SynapseWidget(Synapse.DataFrame, 08c1e0ac-d7e4-4605-b55e-f48a0bc8f5f7)

show() Function in Pyspark DataFrame

The show() function in Pyspark displays the content of a DataFrame in a tabular Format. It has several useful parameters for customization

  1. n:number of rows to display (default is 20)
  2. truncate: If set to True, it truncates column values longer than 20 characters(bydefault is True)
  3. vertical: Prints rows in vertically is set to True

In [15]:
#Show the first 3 rows, truncate columns to 25 charactersand displays vertically
df.show(3,truncate=3,vertical=True)

# Show entire DataFrame
df.show()

# Show first 5 rows
df.show(5)

# Show DataFrame without truncatingany columns
df.show(truncate=False)

StatementMeta(, 5bb567b5-49b1-4ff4-9c89-a22e73f6ed04, 17, Finished, Available, Finished)

-RECORD 0---
 id   | 1   
 name | Ali 
-RECORD 1---
 id   | 2   
 name | Bob 
-RECORD 2---
 id   | 3   
 name | Cha 
only showing top 3 rows

+---+-------+
| id|   name|
+---+-------+
|  1|  Alice|
|  2|    Bob|
|  3|Charlie|
|  4|   Dave|
|  5|    Eve|
|  6|  Frank|
|  7|  Grace|
|  8|  Harry|
|  9|   Ivan|
| 10|   Jose|
+---+-------+

+---+-------+
| id|   name|
+---+-------+
|  1|  Alice|
|  2|    Bob|
|  3|Charlie|
|  4|   Dave|
|  5|    Eve|
+---+-------+
only showing top 5 rows

+---+-------+
|id |name   |
+---+-------+
|1  |Alice  |
|2  |Bob    |
|3  |Charlie|
|4  |Dave   |
|5  |Eve    |
|6  |Frank  |
|7  |Grace  |
|8  |Harry  |
|9  |Ivan   |
|10 |Jose   |
+---+-------+



2. Create DataFrame from Pandas

In [16]:
import pandas as pd

#Sample DataFrame
pandas_df = pd.DataFrame(data=data,columns=columns)

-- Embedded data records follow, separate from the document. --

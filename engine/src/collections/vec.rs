// SPDX-FileCopyrightText: 2024 Jens Pitkänen <jens.pitkanen@helsinki.fi>
//
// SPDX-License-Identifier: GPL-3.0-or-later

use core::{
    fmt::Debug,
    mem::{needs_drop, transmute, MaybeUninit},
    ops::{Deref, DerefMut},
    slice,
};

#[allow(unused_imports)] // mentioned in docs
use arrayvec::ArrayVec;
use bytemuck::{fill_zeroes, Zeroable};

use crate::allocators::LinearAllocator;

/// A fixed-capacity contiguous growable array type.
///
/// Named like Vec since it's used similarly, but this type does *not* allocate
/// more memory as needed. Very cheap to create and push to. Unlike
/// [`ArrayVec`], the capacity can be picked at runtime, and the backing memory
/// does not need to be initialized until it's actually used. This means that
/// creating a [`FixedVec`] is very fast, and you only pay in page faults for
/// the memory you actually use.
pub struct FixedVec<'a, T> {
    uninit_slice: &'a mut [MaybeUninit<T>],
    initialized_len: usize,
}

impl<T> FixedVec<'_, T> {
    /// Creates a new [`FixedVec`] with zero capacity, but also no need for an
    /// allocator.
    pub fn empty() -> FixedVec<'static, T> {
        FixedVec {
            uninit_slice: &mut [],
            initialized_len: 0,
        }
    }

    /// Creates a new [`FixedVec`] with enough space for `capacity` elements of
    /// type `T`. Returns None if the allocator does not have enough free space.
    pub fn new<'a>(allocator: &'a LinearAllocator, capacity: usize) -> Option<FixedVec<'a, T>> {
        let uninit_slice: &'a mut [MaybeUninit<T>] =
            allocator.try_alloc_uninit_slice::<T>(capacity, None)?;
        Some(FixedVec {
            uninit_slice,
            initialized_len: 0,
        })
    }

    /// Like [`FixedVec::new`], but with a manually specified alignment.
    ///
    /// The given alignment must be a valid alignment for `T`.
    pub fn with_alignment<'a>(
        allocator: &'a LinearAllocator,
        capacity: usize,
        alignment: usize,
    ) -> Option<FixedVec<'a, T>> {
        let uninit_slice: &'a mut [MaybeUninit<T>] =
            allocator.try_alloc_uninit_slice::<T>(capacity, Some(alignment))?;
        Some(FixedVec {
            uninit_slice,
            initialized_len: 0,
        })
    }

    /// Appends the value to the back of the array. If there's no capacity left,
    /// returns the given value back wrapped in a [`Result::Err`].
    ///
    /// If `T` doesn't implement [`Debug`] and you want to unwrap the result,
    /// use [`Result::ok`] and then unwrap.
    pub fn push(&mut self, value: T) -> Result<(), T> {
        // Pick index, check it fits:
        let i = self.initialized_len;
        let Some(uninit_at_i) = self.uninit_slice.get_mut(i) else {
            return Err(value);
        };

        // Notes on this write:
        // - The "existing value" (`uninit`, uninitialized memory) does not get
        //   dropped here. Dropping uninitialized memory would be bad.
        //   - To avoid leaks, we should be sure that `uninit` here is actually
        //     uninitialized: if `uninit` is actually initialized here, it will
        //     never be dropped, i.e. it will be leaked. `uninit` is definitely
        //     uninitialized the first time we use any specific index, since we
        //     specifically allocate a slice of uninitialized MaybeUninits. On
        //     the subsequent times, we rely on the fact that all the functions
        //     that remove values from the array also drop the values.
        uninit_at_i.write(value);

        // The value at `i` is now initialized, update length:
        self.initialized_len = i + 1;

        Ok(())
    }

    /// If non-empty, returns the final element and shortens the array by one.
    pub fn pop(&mut self) -> Option<T> {
        if self.initialized_len == 0 {
            return None;
        }
        let i = self.initialized_len - 1;

        // Safety: since i < initialized_len, the MaybeUninit at that index is
        // definitely initialized. Double-reads (thus double-drops) are avoided
        // by decrementing initialized_len right after, which means that the
        // previous value in the slice won't be used as if it were initialized.
        let value = unsafe { self.uninit_slice[i].assume_init_read() };
        self.initialized_len -= 1;

        Some(value)
    }

    /// Empties out the array, dropping the currently contained values.
    pub fn clear(&mut self) {
        self.truncate(0);
    }

    /// Shortens the array to be the given length if it's currently longer. Any
    /// values past the new length are dropped.
    pub fn truncate(&mut self, new_len: usize) {
        if new_len >= self.initialized_len {
            return;
        }

        if needs_drop::<T>() {
            for initialized_value in &mut self.uninit_slice[new_len..self.initialized_len] {
                // Safety: since we're iterating only up to
                // `self.initialized_len`, which only gets incremented as the
                // values are initialized, all of these [MaybeUninit]s must be
                // initialized.
                unsafe { initialized_value.assume_init_drop() };
            }
        }

        self.initialized_len = new_len;
    }

    /// Returns `true` if there's no more capacity for additional elements.
    pub fn is_full(&self) -> bool {
        self.initialized_len == self.uninit_slice.len()
    }

    /// Returns the amount of elements that could be pushed into this array
    /// before the capacity is reached.
    pub fn spare_capacity(&self) -> usize {
        self.uninit_slice.len() - self.initialized_len
    }
}

impl<T: Copy> FixedVec<'_, T> {
    /// Appends the values from the slice to the back of the array in order. If
    /// there's not enough capacity to extend by the whole slice, no values are
    /// copied over, and this function returns `false`.
    pub fn extend_from_slice(&mut self, slice: &[T]) -> bool {
        // NOTE: The implementation of this function does the same steps as
        // `FixedVec::push`, with the same safety implications, just for many
        // values at a time.

        if self.initialized_len + slice.len() > self.uninit_slice.len() {
            return false;
        }

        for (src, dst) in (slice.iter()).zip(&mut self.uninit_slice[self.initialized_len..]) {
            dst.write(*src);
            self.initialized_len += 1;
        }

        true
    }
}

impl<T: Zeroable> FixedVec<'_, T> {
    /// Fills out the rest of the array's capacity with zeroed values.
    pub fn fill_with_zeroes(&mut self) {
        fill_zeroes(&mut self.uninit_slice[self.initialized_len..]);
        // Safety: everything up until `self.initialized_len` must've already
        // been initialized, and now the rest is zeroed, and zeroed memory is
        // valid for T (because it's Zeroable) => the whole slice is
        // initialized.
        self.initialized_len = self.uninit_slice.len();
    }
}

impl<'a, T> FixedVec<'a, T> {
    /// Splits the vec into two, returning the part with `length`.
    ///
    /// If `length` is greater than this array's capacity, returns `None`.
    pub fn split_off_head(&mut self, length: usize) -> Option<FixedVec<'a, T>> {
        if length > self.uninit_slice.len() {
            return None;
        }
        let mid = length;
        let len = self.uninit_slice.len();
        let head_ptr = self.uninit_slice.as_mut_ptr();
        // Safety: head_ptr is an aligned pointer to a valid slice, and mid is
        // within that slice, so the resulting slice is a subslice of the
        // original one from the start.
        let head = unsafe { slice::from_raw_parts_mut(head_ptr, mid) };
        // Safety: tail_ptr is an aligned pointer to a valid slice, offset by
        // mid from the start of the slice, and len is the length of the slice,
        // so the resulting slice is a subslice of the original one from the
        // end. It also does not overlap with head, as the start pointer is
        // offset by its length.
        let tail = unsafe { slice::from_raw_parts_mut(head_ptr.add(mid), len - mid) };
        let head_initialized = self.initialized_len.min(mid);
        let tail_initialized = self.initialized_len.saturating_sub(mid);

        self.initialized_len = tail_initialized;
        self.uninit_slice = tail;
        Some(FixedVec {
            uninit_slice: head,
            initialized_len: head_initialized,
        })
    }
}

impl<T> Drop for FixedVec<'_, T> {
    fn drop(&mut self) {
        self.clear();
    }
}

impl<T> Deref for FixedVec<'_, T> {
    type Target = [T];

    fn deref<'a>(&'a self) -> &'a Self::Target {
        let initialized_slice = &self.uninit_slice[..self.initialized_len];
        // Safety: `MaybeUninit<T>` is identical to `T` except that it might be
        // uninitialized, and all values up to `self.initialized_len` are
        // initialized.
        unsafe { transmute::<&'a [MaybeUninit<T>], &'a [T]>(initialized_slice) }
    }
}

impl<T> DerefMut for FixedVec<'_, T> {
    fn deref_mut<'a>(&'a mut self) -> &'a mut Self::Target {
        let initialized_slice = &mut self.uninit_slice[..self.initialized_len];
        // Safety: `MaybeUninit<T>` is identical to `T` except that it might be
        // uninitialized, and all values up to `self.initialized_len` are
        // initialized.
        unsafe { transmute::<&'a mut [MaybeUninit<T>], &'a mut [T]>(initialized_slice) }
    }
}

impl<T: Debug> Debug for FixedVec<'_, T> {
    fn fmt(&self, f: &mut core::fmt::Formatter<'_>) -> core::fmt::Result {
        let slice: &[T] = self;
        f.debug_list().entries(slice).finish()
    }
}

#[cfg(test)]
mod tests {
    use core::{
        str::FromStr,
        sync::atomic::{AtomicI32, Ordering},
    };

    use arrayvec::ArrayString;

    use crate::{
        allocators::{static_allocator, LinearAllocator},
        collections::FixedVec,
    };

    #[test]
    fn does_not_leak() {
        const COUNT: usize = 100;
        static ELEMENT_COUNT: AtomicI32 = AtomicI32::new(0);

        #[derive(Debug)]
        struct Element {
            _foo: bool,
            _bar: ArrayString<100>,
        }
        impl Element {
            pub fn create_and_count() -> Element {
                ELEMENT_COUNT.fetch_add(1, Ordering::Relaxed);
                Element {
                    _foo: true,
                    _bar: ArrayString::from_str("Bar").unwrap(),
                }
            }
        }
        impl Drop for Element {
            fn drop(&mut self) {
                ELEMENT_COUNT.fetch_add(-1, Ordering::Relaxed);
            }
        }

        const ALLOCATOR_SIZE: usize = size_of::<Element>() * COUNT + align_of::<Element>() - 1;
        static ARENA: &LinearAllocator = static_allocator!(ALLOCATOR_SIZE);
        let mut vec: FixedVec<Element> = FixedVec::new(ARENA, COUNT).unwrap();

        // Fill once:
        assert_eq!(0, ELEMENT_COUNT.load(Ordering::Relaxed));
        for _ in 0..COUNT / 2 {
            vec.push(Element::create_and_count()).unwrap();
        }
        assert_eq!(COUNT as i32 / 2, ELEMENT_COUNT.load(Ordering::Relaxed));

        // Clear:
        vec.clear();
        assert_eq!(0, ELEMENT_COUNT.load(Ordering::Relaxed));

        // Refill:
        for _ in 0..COUNT {
            vec.push(Element::create_and_count()).unwrap();
        }
        assert_eq!(COUNT as i32, ELEMENT_COUNT.load(Ordering::Relaxed));
        assert!(
            vec.push(Element::create_and_count()).is_err(),
            "vec should be full already"
        );
        assert_eq!(COUNT as i32, ELEMENT_COUNT.load(Ordering::Relaxed));

        // Drop:
        drop(vec);
        assert_eq!(0, ELEMENT_COUNT.load(Ordering::Relaxed));
    }

    #[test]
    fn zst_elements_work() {
        #[derive(Debug, PartialEq)]
        struct Zst;

        static ARENA: &LinearAllocator = static_allocator!(0);
        let alloc = LinearAllocator::new(ARENA, 0).unwrap();
        let mut vec: FixedVec<Zst> = FixedVec::new(&alloc, 2).unwrap();

        vec.push(Zst).unwrap();
        vec.push(Zst).unwrap();
        assert_eq!(Err(Zst), vec.push(Zst));
        assert_eq!(2, vec.len());

        vec.clear();
        assert!(vec.is_empty());
    }
}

# Convert to Pyspark DataFrame
df_to_pyspark = spark.createDataFrame(pandas_df)
df_to_pyspark.show(5)

StatementMeta(, 5bb567b5-49b1-4ff4-9c89-a22e73f6ed04, 18, Finished, Available, Finished)

+---+-------+
| id|   name|
+---+-------+
|  1|  Alice|
|  2|    Bob|
|  3|Charlie|
|  4|   Dave|
|  5|    Eve|
+---+-------+
only showing top 5 rows



3. Creating DataFrame from Dictionary

In [17]:
dict_data = [{'id':1, 'Name':'Alice'},
             {'id':2, 'Name':'Bob'},
             {'id':3, 'Name':'Charlie'}]
df = spark.createDataFrame(dict_data)
df.show()

StatementMeta(, 5bb567b5-49b1-4ff4-9c89-a22e73f6ed04, 19, Finished, Available, Finished)

+-------+---+
|   Name| id|
+-------+---+
|  Alice|  1|
|    Bob|  2|
|Charlie|  3|
+-------+---+



4. Creating Empty DataFrame

In [18]:
from pyspark.sql.types import StructType, StructField, StringType, IntegerType
schema = StructType([StructField("id",IntegerType(),True),
                     StructField("Name",StringType(),True)])
df = spark.createDataFrame([], schema)
df.show()

StatementMeta(, 5bb567b5-49b1-4ff4-9c89-a22e73f6ed04, 20, Finished, Available, Finished)

+---+----+
| id|Name|
+---+----+
+---+----+



5. Creating DataFrame from Structured Data (CSV, JSON, Parquet)

In [19]:
# reading csv file into DataFrame
path = "Files/Pyspark_files/people.csv"
df_csv = spark.read.csv(path,header=True,sep=";")
display(df_csv)

# Reading JSON file
path = "Files/Pyspark_files/people.json"
df_json = spark.read.json(path)
display(df_json)

# Reading Multiline JSON file
path = "Files/Pyspark_files/multiline-zipcode.json"
df_multi_json = spark.read.json(path,multiLine=True)
display(df_multi_json)

# Reading Parquet Files
path = "Files/Pyspark_files/users.parquet"
df_parquet = spark.read.parquet(path)
display(df_parquet)

StatementMeta(, 5bb567b5-49b1-4ff4-9c89-a22e73f6ed04, 21, Finished, Available, Finished)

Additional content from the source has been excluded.